■ **What needs to be done**
In the data below, which lines hold the word "facing"? Copy them.

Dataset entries

******

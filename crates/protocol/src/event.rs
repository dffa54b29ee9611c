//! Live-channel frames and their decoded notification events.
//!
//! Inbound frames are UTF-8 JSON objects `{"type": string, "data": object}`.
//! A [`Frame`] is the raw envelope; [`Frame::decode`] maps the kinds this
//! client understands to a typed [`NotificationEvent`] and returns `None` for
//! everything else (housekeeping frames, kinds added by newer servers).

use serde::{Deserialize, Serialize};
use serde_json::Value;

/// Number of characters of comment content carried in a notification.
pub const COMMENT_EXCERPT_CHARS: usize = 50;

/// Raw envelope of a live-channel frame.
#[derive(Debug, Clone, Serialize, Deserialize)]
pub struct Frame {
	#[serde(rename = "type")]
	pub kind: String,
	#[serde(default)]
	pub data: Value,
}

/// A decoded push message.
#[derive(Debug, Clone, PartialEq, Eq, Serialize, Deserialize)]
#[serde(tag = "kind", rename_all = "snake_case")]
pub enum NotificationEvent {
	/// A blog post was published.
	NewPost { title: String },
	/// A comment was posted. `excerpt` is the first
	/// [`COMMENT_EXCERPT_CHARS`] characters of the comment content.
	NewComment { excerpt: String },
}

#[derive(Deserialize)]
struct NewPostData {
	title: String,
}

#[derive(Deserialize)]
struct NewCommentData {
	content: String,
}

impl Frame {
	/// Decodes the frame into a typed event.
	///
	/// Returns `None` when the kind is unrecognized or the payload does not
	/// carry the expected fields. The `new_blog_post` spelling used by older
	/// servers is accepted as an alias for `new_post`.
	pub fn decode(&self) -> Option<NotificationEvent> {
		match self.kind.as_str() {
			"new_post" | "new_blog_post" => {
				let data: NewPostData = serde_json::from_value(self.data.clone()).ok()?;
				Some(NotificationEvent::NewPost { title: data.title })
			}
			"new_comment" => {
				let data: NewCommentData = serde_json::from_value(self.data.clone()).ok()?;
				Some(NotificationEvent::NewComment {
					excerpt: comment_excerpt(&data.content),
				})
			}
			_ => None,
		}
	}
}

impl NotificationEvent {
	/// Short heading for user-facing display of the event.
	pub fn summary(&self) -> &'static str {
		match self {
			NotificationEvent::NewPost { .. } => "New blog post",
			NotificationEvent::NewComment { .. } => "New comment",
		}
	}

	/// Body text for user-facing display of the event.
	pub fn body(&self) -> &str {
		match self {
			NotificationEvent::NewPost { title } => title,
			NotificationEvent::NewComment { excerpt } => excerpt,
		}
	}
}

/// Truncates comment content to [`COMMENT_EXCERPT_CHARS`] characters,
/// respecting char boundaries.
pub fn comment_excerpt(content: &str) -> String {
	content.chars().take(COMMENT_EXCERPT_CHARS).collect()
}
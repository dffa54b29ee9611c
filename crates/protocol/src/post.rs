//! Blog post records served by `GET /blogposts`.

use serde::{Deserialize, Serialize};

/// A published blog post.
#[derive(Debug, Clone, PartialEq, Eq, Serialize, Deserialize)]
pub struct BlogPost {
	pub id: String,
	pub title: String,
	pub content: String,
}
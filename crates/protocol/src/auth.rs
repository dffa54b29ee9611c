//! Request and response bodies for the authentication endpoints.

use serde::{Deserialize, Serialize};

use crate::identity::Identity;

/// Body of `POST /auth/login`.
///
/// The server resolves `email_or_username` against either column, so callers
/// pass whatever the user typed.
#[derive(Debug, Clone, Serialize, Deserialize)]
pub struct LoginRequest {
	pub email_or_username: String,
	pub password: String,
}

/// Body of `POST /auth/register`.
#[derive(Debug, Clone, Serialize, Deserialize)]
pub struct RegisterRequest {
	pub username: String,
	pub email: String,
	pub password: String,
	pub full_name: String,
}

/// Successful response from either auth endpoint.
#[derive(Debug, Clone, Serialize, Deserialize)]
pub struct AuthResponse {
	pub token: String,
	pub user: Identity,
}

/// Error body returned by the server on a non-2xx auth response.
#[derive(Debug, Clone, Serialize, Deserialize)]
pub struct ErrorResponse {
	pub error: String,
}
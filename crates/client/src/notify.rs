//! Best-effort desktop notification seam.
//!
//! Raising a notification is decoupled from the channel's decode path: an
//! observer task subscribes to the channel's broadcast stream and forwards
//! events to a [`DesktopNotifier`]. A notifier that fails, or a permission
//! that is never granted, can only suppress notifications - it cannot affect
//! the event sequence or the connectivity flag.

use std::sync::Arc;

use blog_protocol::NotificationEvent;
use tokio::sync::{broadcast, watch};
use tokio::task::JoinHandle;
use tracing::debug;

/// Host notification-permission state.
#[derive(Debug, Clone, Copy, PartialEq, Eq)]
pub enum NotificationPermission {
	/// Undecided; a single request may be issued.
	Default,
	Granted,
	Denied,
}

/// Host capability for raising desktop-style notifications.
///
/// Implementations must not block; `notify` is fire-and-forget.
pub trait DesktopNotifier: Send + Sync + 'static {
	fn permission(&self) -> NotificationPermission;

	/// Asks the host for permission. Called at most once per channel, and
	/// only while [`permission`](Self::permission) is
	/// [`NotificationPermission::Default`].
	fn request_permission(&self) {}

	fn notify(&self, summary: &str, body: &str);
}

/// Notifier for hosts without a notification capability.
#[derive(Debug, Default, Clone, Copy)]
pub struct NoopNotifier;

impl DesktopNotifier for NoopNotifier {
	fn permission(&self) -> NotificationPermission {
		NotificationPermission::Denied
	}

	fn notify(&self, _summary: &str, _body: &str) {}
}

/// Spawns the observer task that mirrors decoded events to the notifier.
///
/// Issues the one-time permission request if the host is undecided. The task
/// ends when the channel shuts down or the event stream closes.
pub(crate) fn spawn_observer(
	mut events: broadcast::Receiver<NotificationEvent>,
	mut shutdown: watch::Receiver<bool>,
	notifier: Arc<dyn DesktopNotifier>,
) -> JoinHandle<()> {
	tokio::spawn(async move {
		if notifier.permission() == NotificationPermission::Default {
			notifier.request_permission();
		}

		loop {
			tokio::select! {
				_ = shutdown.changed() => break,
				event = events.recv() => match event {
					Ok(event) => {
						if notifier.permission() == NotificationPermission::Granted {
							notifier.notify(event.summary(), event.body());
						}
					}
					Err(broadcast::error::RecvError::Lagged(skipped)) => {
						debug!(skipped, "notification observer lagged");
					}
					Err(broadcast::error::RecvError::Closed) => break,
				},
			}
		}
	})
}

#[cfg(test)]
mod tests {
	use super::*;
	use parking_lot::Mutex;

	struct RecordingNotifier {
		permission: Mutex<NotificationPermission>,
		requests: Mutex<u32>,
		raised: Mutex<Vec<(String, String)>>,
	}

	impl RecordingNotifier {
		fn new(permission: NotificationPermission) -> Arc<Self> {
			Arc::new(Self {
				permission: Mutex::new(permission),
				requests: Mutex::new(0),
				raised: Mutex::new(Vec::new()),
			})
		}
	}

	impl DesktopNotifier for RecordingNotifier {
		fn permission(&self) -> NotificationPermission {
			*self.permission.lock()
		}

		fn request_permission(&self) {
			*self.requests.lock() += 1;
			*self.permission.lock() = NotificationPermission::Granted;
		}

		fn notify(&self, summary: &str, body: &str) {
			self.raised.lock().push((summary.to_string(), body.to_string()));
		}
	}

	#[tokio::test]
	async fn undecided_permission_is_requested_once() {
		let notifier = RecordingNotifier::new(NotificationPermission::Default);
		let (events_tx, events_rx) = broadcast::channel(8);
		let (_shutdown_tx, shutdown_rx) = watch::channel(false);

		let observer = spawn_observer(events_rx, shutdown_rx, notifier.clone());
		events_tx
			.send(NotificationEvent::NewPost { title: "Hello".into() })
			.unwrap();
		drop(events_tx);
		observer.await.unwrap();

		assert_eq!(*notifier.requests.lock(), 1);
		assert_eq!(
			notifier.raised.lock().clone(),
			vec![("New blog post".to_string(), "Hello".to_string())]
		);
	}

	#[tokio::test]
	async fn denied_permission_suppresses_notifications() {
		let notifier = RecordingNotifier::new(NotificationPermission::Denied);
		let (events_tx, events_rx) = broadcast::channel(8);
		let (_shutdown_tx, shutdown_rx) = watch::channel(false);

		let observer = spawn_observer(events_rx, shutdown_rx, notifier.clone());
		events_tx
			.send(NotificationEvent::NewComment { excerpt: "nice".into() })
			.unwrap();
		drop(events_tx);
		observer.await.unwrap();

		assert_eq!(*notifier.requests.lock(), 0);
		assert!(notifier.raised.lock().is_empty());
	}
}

******

■ **Exercise solution**
	/// Short heading for user-facing display of the event.
	/// Body text for user-facing display of the event.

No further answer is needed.